# Dataset entries
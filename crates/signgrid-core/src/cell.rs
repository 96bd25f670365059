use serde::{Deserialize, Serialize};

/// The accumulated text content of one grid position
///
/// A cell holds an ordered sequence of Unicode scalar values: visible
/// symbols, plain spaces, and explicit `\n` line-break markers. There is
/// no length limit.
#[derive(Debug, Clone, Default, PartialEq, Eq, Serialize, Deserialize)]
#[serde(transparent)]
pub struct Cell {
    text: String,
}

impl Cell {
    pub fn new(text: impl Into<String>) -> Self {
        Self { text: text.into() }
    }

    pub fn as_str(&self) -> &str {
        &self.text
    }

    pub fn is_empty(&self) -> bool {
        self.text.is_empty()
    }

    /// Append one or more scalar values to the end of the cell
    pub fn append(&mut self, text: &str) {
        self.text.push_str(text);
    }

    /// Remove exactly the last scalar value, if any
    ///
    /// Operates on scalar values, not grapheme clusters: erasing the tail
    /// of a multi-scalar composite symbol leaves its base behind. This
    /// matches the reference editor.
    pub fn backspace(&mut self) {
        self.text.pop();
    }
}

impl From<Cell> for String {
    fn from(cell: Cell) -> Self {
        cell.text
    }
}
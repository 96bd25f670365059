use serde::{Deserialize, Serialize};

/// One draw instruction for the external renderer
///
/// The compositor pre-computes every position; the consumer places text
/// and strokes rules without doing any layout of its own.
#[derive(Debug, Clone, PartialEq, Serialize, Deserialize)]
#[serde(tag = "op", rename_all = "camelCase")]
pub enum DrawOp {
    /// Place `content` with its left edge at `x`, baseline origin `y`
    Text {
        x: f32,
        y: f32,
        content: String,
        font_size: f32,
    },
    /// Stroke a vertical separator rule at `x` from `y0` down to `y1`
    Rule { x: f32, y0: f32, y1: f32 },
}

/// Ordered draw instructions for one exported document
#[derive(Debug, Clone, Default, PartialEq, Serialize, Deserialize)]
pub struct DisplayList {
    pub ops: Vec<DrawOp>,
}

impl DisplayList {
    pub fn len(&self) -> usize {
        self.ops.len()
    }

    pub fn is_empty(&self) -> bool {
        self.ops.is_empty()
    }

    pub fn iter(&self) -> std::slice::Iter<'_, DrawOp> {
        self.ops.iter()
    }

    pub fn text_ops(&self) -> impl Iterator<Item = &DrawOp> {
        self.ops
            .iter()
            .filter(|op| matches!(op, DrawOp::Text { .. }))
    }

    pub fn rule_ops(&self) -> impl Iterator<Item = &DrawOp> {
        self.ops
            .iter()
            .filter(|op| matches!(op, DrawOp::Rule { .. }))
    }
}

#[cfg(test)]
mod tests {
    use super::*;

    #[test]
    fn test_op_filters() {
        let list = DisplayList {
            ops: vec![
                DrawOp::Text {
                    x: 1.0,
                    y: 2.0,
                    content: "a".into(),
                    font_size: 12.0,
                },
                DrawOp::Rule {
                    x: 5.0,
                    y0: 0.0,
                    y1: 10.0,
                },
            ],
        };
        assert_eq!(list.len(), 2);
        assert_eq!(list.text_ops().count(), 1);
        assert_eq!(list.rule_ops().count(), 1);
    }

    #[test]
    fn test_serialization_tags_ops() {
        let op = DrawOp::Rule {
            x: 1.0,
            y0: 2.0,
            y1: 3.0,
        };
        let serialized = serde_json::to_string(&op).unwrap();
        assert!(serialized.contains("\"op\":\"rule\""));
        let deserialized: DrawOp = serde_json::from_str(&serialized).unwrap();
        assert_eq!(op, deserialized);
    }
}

# Exercise directions
Every line of the data must be reproduced exactly.

# Reply to the task
filename crates/signgrid-core/src/cell.rs
repository 96bd25f670365059
use serde::{Deserialize, Serialize};

/// The accumulated text content of one grid position
///
/// A cell holds an ordered sequence of Unicode scalar values: visible
/// symbols, plain spaces, and explicit `\n` line-break markers. There is
/// no length limit.
#[derive(Debug, Clone, Default, PartialEq, Eq, Serialize, Deserialize)]
#[serde(transparent)]
pub struct Cell {
    text: String,
}

impl Cell {
    pub fn new(text: impl Into<String>) -> Self {
        Self { text: text.into() }
    }

    pub fn as_str(&self) -> &str {
        &self.text
    }

    pub fn is_empty(&self) -> bool {
        self.text.is_empty()
    }

    /// Append one or more scalar values to the end of the cell
    pub fn append(&mut self, text: &str) {
        self.text.push_str(text);
    }

    /// Remove exactly the last scalar value, if any
    ///
    /// Operates on scalar values, not grapheme clusters: erasing the tail
    /// of a multi-scalar composite symbol leaves its base behind. This
    /// matches the reference editor.
    pub fn backspace(&mut self) {
        self.text.pop();
    }
}

impl From<Cell> for String {
    fn from(cell: Cell) -> Self {
        cell.text
    }
}
repository 96bd25f670365059
use serde::{Deserialize, Serialize};

/// One draw instruction for the external renderer
///
/// The compositor pre-computes every position; the consumer places text
/// and strokes rules without doing any layout of its own.
#[derive(Debug, Clone, PartialEq, Serialize, Deserialize)]
#[serde(tag = "op", rename_all = "camelCase")]
pub enum DrawOp {
    /// Place `content` with its left edge at `x`, baseline origin `y`
    Text {
        x: f32,
        y: f32,
        content: String,
        font_size: f32,
    },
    /// Stroke a vertical separator rule at `x` from `y0` down to `y1`
    Rule { x: f32, y0: f32, y1: f32 },
}

/// Ordered draw instructions for one exported document
#[derive(Debug, Clone, Default, PartialEq, Serialize, Deserialize)]
pub struct DisplayList {
    pub ops: Vec<DrawOp>,
}

impl DisplayList {
    pub fn len(&self) -> usize {
        self.ops.len()
    }

    pub fn is_empty(&self) -> bool {
        self.ops.is_empty()
    }

    pub fn iter(&self) -> std::slice::Iter<'_, DrawOp> {
        self.ops.iter()
    }

    pub fn text_ops(&self) -> impl Iterator<Item = &DrawOp> {
        self.ops
            .iter()
            .filter(|op| matches!(op, DrawOp::Text { .. }))
    }

    pub fn rule_ops(&self) -> impl Iterator<Item = &DrawOp> {
        self.ops
            .iter()
            .filter(|op| matches!(op, DrawOp::Rule { .. }))
    }
}

#[cfg(test)]
mod tests {
    use super::*;

    #[test]
    fn test_op_filters() {
        let list = DisplayList {
            ops: vec![
                DrawOp::Text {
                    x: 1.0,
                    y: 2.0,
                    content: "a".into(),
                    font_size: 12.0,
                },
                DrawOp::Rule {
                    x: 5.0,
                    y0: 0.0,
                    y1: 10.0,
                },
            ],
        };
        assert_eq!(list.len(), 2);
        assert_eq!(list.text_ops().count(), 1);
        assert_eq!(list.rule_ops().count(), 1);
    }

    #[test]
    fn test_serialization_tags_ops() {
        let op = DrawOp::Rule {
            x: 1.0,
            y0: 2.0,
            y1: 3.0,
        };
        let serialized = serde_json::to_string(&op).unwrap();
        assert!(serialized.contains("\"op\":\"rule\""));
        let deserialized: DrawOp = serde_json::from_str(&serialized).unwrap();
        assert_eq!(op, deserialized);
    }
}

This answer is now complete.